Есть и другие признаки. Вчера после рапорта, на котором я всегда присутствую, хотя это и вызывает у меня отвращение, потому что хочу знать, какие интриги они плетут, Франк сообщил нам, что он стал рассказывать Жаку о прошлом Поля де Баера.
— А нужно ли? — спросил Мартен.
— Он сам начал, — объяснил Франк. — Он не хочет, чтоб его застали врасплох, если нотариус ненароком заговорит о каких-нибудь событиях, которые должны быть ему хорошо известны… Мартен прервал его:
— Какой нотариус? Но тут же оборвал себя, сообразив, что допускает ошибку.
— Простите меня, — пробормотал он. — Конечно же, нотариус.

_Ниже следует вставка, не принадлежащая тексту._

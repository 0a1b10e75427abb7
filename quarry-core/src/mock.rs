//! Canned-response connection for exercising query construction and row
//! decoding without a database.
//!
//! A [`MockConnection`] answers every statement with the same
//! [`MockOutcome`], whatever the SQL says. It records what it was asked to run
//! so tests can assert on the rendered text.

use crate::connection::{Connection, NamedParameters, PreparedStatement, QueryResult};
use crate::result::{ResultFetcher, ResultSet, Row};
use crate::{AutoIncrementFn, Error, Query, QueryBuilder, Result, Value};
use std::cmp::Reverse;

/// Message carried by the canned error outcome
pub const MOCK_ERROR_MESSAGE: &str = "Error in query execution.";

/// Scalar returned by the [`MockOutcome::Value`] outcome
pub const MOCK_SCALAR: i64 = 5;

/// What every execute call on a [`MockConnection`] answers with
#[derive(Debug, Clone, Copy, PartialEq, Eq)]
pub enum MockOutcome {
    /// `QueryResult::SuccessNoData`
    Empty,
    /// One row of the fixture table
    OneRow,
    /// All three rows, fixture order
    ThreeRows,
    /// All three rows, youngest first
    ThreeRowsSortedAscending,
    /// All three rows, oldest first
    ThreeRowsSortedDescending,
    /// `Error::NoResult`
    Error,
    /// `QueryResult::Success` holding [`MOCK_SCALAR`]
    Value,
}

/// Order in which the fixture rows are served
#[derive(Debug, Clone, Copy, PartialEq, Eq)]
pub enum AgeOrder {
    Ascending,
    Descending,
}

/// Prepared statement handed out by [`MockConnection`]
#[derive(Debug, Clone, PartialEq, Eq)]
pub struct MockStatement {
    sql: String,
}

impl PreparedStatement for MockStatement {
    fn sql(&self) -> &str {
        &self.sql
    }
}

/// Parameters seen by the most recent execute call
#[derive(Debug, Clone, PartialEq)]
pub enum RecordedParameters {
    None,
    Positional(Vec<Value>),
    Named(NamedParameters),
}

/// Connection double that returns a fixed outcome for every statement
#[derive(Debug)]
pub struct MockConnection {
    query_builder: QueryBuilder,
    outcome: MockOutcome,
    query: Option<Box<dyn Query>>,
    raw: Option<String>,
    parameters: RecordedParameters,
    executions: usize,
}

impl MockConnection {
    pub fn new(outcome: MockOutcome) -> Self {
        Self::with_query_builder(outcome, QueryBuilder::default())
    }

    pub fn with_query_builder(outcome: MockOutcome, query_builder: QueryBuilder) -> Self {
        Self {
            query_builder,
            outcome,
            query: None,
            raw: None,
            parameters: RecordedParameters::None,
            executions: 0,
        }
    }

    pub fn query_builder(&self) -> &QueryBuilder {
        &self.query_builder
    }

    pub fn outcome(&self) -> MockOutcome {
        self.outcome
    }

    /// Last query object passed to an execute call
    pub fn last_query(&self) -> Option<&dyn Query> {
        self.query.as_deref()
    }

    /// Last raw SQL text passed to an execute call (prepared statements included)
    pub fn last_raw(&self) -> Option<&str> {
        self.raw.as_deref()
    }

    pub fn last_parameters(&self) -> &RecordedParameters {
        &self.parameters
    }

    /// Number of execute calls answered so far
    pub fn executions(&self) -> usize {
        self.executions
    }

    /// Render `query` with this connection's dialect, panicking on failure.
    ///
    /// Meant for test assertions, where a query that cannot be built should
    /// fail the test on the spot.
    pub fn description_of(&self, query: &dyn Query) -> String {
        match self.try_description_of(query) {
            Ok(sql) => sql,
            Err(err) => panic!("Failed to build query: {}", err),
        }
    }

    pub fn try_description_of(&self, query: &dyn Query) -> Result<String> {
        self.query_builder.build(query)
    }

    fn record_query(&mut self, query: &dyn Query, parameters: RecordedParameters) {
        tracing::debug!(?query, "mock connection executing query object");
        self.query = Some(query.clone_query());
        self.parameters = parameters;
    }

    fn record_raw(&mut self, raw: &str, parameters: RecordedParameters) {
        tracing::debug!(raw, "mock connection executing raw statement");
        self.raw = Some(raw.to_string());
        self.parameters = parameters;
    }

    fn canned_result(&mut self) -> Result<QueryResult> {
        self.executions += 1;
        match self.outcome {
            MockOutcome::Empty => Ok(QueryResult::SuccessNoData),
            MockOutcome::OneRow => Ok(result_set(MockResultFetcher::new(1))),
            MockOutcome::ThreeRows => Ok(result_set(MockResultFetcher::new(3))),
            MockOutcome::ThreeRowsSortedAscending => Ok(result_set(
                MockResultFetcher::sorted_by_age(3, AgeOrder::Ascending),
            )),
            MockOutcome::ThreeRowsSortedDescending => Ok(result_set(
                MockResultFetcher::sorted_by_age(3, AgeOrder::Descending),
            )),
            MockOutcome::Error => Err(Error::no_result(MOCK_ERROR_MESSAGE)),
            MockOutcome::Value => Ok(QueryResult::Success(Value::I64(MOCK_SCALAR))),
        }
    }
}

fn result_set(fetcher: MockResultFetcher) -> QueryResult {
    QueryResult::ResultSet(ResultSet::new(fetcher))
}

impl Connection for MockConnection {
    type Statement = MockStatement;

    async fn connect(&mut self) -> Result<()> {
        Ok(())
    }

    fn is_connected(&self) -> bool {
        true
    }

    fn close(&mut self) {}

    async fn execute(&mut self, query: &dyn Query) -> Result<QueryResult> {
        self.record_query(query, RecordedParameters::None);
        self.canned_result()
    }

    async fn execute_raw(&mut self, raw: &str) -> Result<QueryResult> {
        self.record_raw(raw, RecordedParameters::None);
        self.canned_result()
    }

    async fn execute_with(&mut self, query: &dyn Query, parameters: &[Value]) -> Result<QueryResult> {
        self.record_query(query, RecordedParameters::Positional(parameters.to_vec()));
        self.canned_result()
    }

    async fn execute_raw_with(&mut self, raw: &str, parameters: &[Value]) -> Result<QueryResult> {
        self.record_raw(raw, RecordedParameters::Positional(parameters.to_vec()));
        self.canned_result()
    }

    async fn execute_named(
        &mut self,
        query: &dyn Query,
        parameters: &NamedParameters,
    ) -> Result<QueryResult> {
        self.record_query(query, RecordedParameters::Named(parameters.clone()));
        self.canned_result()
    }

    async fn execute_raw_named(
        &mut self,
        raw: &str,
        parameters: &NamedParameters,
    ) -> Result<QueryResult> {
        self.record_raw(raw, RecordedParameters::Named(parameters.clone()));
        self.canned_result()
    }

    fn prepare(&mut self, query: &dyn Query) -> Result<MockStatement> {
        let sql = self.query_builder.build(query)?;
        Ok(MockStatement { sql })
    }

    fn prepare_raw(&mut self, raw: &str) -> Result<MockStatement> {
        Ok(MockStatement {
            sql: raw.to_string(),
        })
    }

    async fn execute_prepared(&mut self, statement: &MockStatement) -> Result<QueryResult> {
        self.record_raw(&statement.sql, RecordedParameters::None);
        self.canned_result()
    }

    async fn execute_prepared_with(
        &mut self,
        statement: &MockStatement,
        parameters: &[Value],
    ) -> Result<QueryResult> {
        self.record_raw(&statement.sql, RecordedParameters::Positional(parameters.to_vec()));
        self.canned_result()
    }

    async fn execute_prepared_named(
        &mut self,
        statement: &MockStatement,
        parameters: &NamedParameters,
    ) -> Result<QueryResult> {
        self.record_raw(&statement.sql, RecordedParameters::Named(parameters.clone()));
        self.canned_result()
    }

    async fn release_prepared(&mut self, statement: MockStatement) -> Result<()> {
        tracing::trace!(sql = %statement.sql, "mock connection released statement");
        Ok(())
    }

    async fn start_transaction(&mut self) -> Result<()> {
        tracing::trace!("mock connection: start transaction");
        Ok(())
    }

    async fn commit(&mut self) -> Result<()> {
        tracing::trace!("mock connection: commit");
        Ok(())
    }

    async fn rollback(&mut self) -> Result<()> {
        tracing::trace!("mock connection: rollback");
        Ok(())
    }

    async fn create_savepoint(&mut self, name: &str) -> Result<()> {
        tracing::trace!(name, "mock connection: create savepoint");
        Ok(())
    }

    async fn rollback_to_savepoint(&mut self, name: &str) -> Result<()> {
        tracing::trace!(name, "mock connection: rollback to savepoint");
        Ok(())
    }

    async fn release_savepoint(&mut self, name: &str) -> Result<()> {
        tracing::trace!(name, "mock connection: release savepoint");
        Ok(())
    }

    fn description_of(&self, query: &dyn Query) -> Result<String> {
        self.try_description_of(query)
    }
}

/// Connection answering every statement with `outcome`, default dialect
pub fn create_connection(outcome: MockOutcome) -> MockConnection {
    MockConnection::new(outcome)
}

/// Connection with a configured dialect, answering every statement with
/// [`MockOutcome::Empty`]
pub fn create_connection_with(
    delete_requires_using: bool,
    update_requires_from: bool,
    create_auto_increment: Option<AutoIncrementFn>,
) -> MockConnection {
    let query_builder = QueryBuilder::new()
        .with_delete_requires_using(delete_requires_using)
        .with_update_requires_from(update_requires_from)
        .with_auto_increment_fn(create_auto_increment);
    MockConnection::with_query_builder(MockOutcome::Empty, query_builder)
}

/// Column titles of the fixture table
pub const FIXTURE_TITLES: [&str; 3] = ["id", "name", "age"];

/// `(id, name, age)` rows of the fixture table
pub const FIXTURE_ROWS: [(i64, &str, i32); 3] = [(1, "Joe", 38), (2, "Adam", 28), (3, "Chris", 36)];

/// Serves up to three rows of a fixed `(id, name, age)` table
#[derive(Debug, Clone)]
pub struct MockResultFetcher {
    rows: Vec<(i64, &'static str, i32)>,
    number_of_rows: usize,
    fetched: usize,
}

impl MockResultFetcher {
    /// Serve the first `number_of_rows` fixture rows (at most three)
    pub fn new(number_of_rows: usize) -> Self {
        Self {
            rows: FIXTURE_ROWS.to_vec(),
            number_of_rows: number_of_rows.min(FIXTURE_ROWS.len()),
            fetched: 0,
        }
    }

    /// Sort all fixture rows by age, then serve the first `number_of_rows`
    pub fn sorted_by_age(number_of_rows: usize, order: AgeOrder) -> Self {
        let mut fetcher = Self::new(number_of_rows);
        match order {
            AgeOrder::Ascending => fetcher.rows.sort_by_key(|&(_, _, age)| age),
            AgeOrder::Descending => fetcher.rows.sort_by_key(|&(_, _, age)| Reverse(age)),
        }
        fetcher
    }

    /// Rows not yet fetched
    pub fn remaining(&self) -> usize {
        self.number_of_rows - self.fetched
    }
}

impl ResultFetcher for MockResultFetcher {
    fn fetch_next(&mut self) -> Option<Row> {
        if self.fetched >= self.number_of_rows {
            return None;
        }
        let (id, name, age) = self.rows[self.fetched];
        self.fetched += 1;
        Some(vec![Value::I64(id), Value::from(name), Value::I32(age)])
    }

    fn fetch_titles(&self) -> Vec<String> {
        FIXTURE_TITLES.iter().map(|t| t.to_string()).collect()
    }
}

Его уже не интересовала эта часть истории, которая, как он считал, была излишне тщательно разработана. К счастью, Франк из тех, кто всегда доводит дело до конца. Со свойственной ему серьезностью он передал во всех подробностях свой разговор с Жаком. Он, как всегда, помнил каждое его слово. Его даже как-то странно слушать. Он отмечает все, любое движение Жака. Например, он говорит: «С этим он был не согласен. Поскольку он обжег сигаретой пальцы, то подошел к окну, чтобы выбросить окурок…» и т. д. Мартен бурчит и говорит: «Хорошо… Не останавливайся на пустяках… Дальше…» Но Франк лишь тогда чувствует себя уверенно, когда передает все до последней мелочи, смысл его жизни — это жизнь других. Я очень долго считала, что он любопытен до неприличия. Но это нечто большее, он буквально подключается к вам. Он впитывает в себя все ваши привычки, все ваши мысли. Он потому терпит Мартена, что в известном смысле он сам стал Мартеном или же, во всяком случае, частью Мартена. Он без труда стал частью Жака. Это не слежка с его стороны, это миметизм. Он воссоздает перед нами Жака с точностью магнитофона.
— Он спросил меня, — сказал Франк в заключение, — не следует ли ему навестить своего умирающего дядюшку.
Тут я в свою очередь чуть не воскликнула: «Какого дядюшку?», так как я в конце концов совсем запуталась во всех перипетиях этой истории. Все, что касается заболевшего амнезией Поля де Баера и его необычных отношений с женой, мне хорошо знакомо, до боли знакомо. Но я легко забываю другую серию их измышлений: дядюшку, которого никогда не существовало. Я способна солгать, но не могу жить в воображаемом мире. Мартен задумался.
— Что это, в сущности, значит?
— Это значит, что ему хочется вырваться отсюда, — ответил Франк.
— Ты передашь ему еще одно письмо. Ты сообщишь ему, что больной никого уже не узнает и что любое посещение бессмысленно, — продолжал Мартен. — Это даст нам небольшую отсрочку. Будем надеяться, что этого окажется достаточно.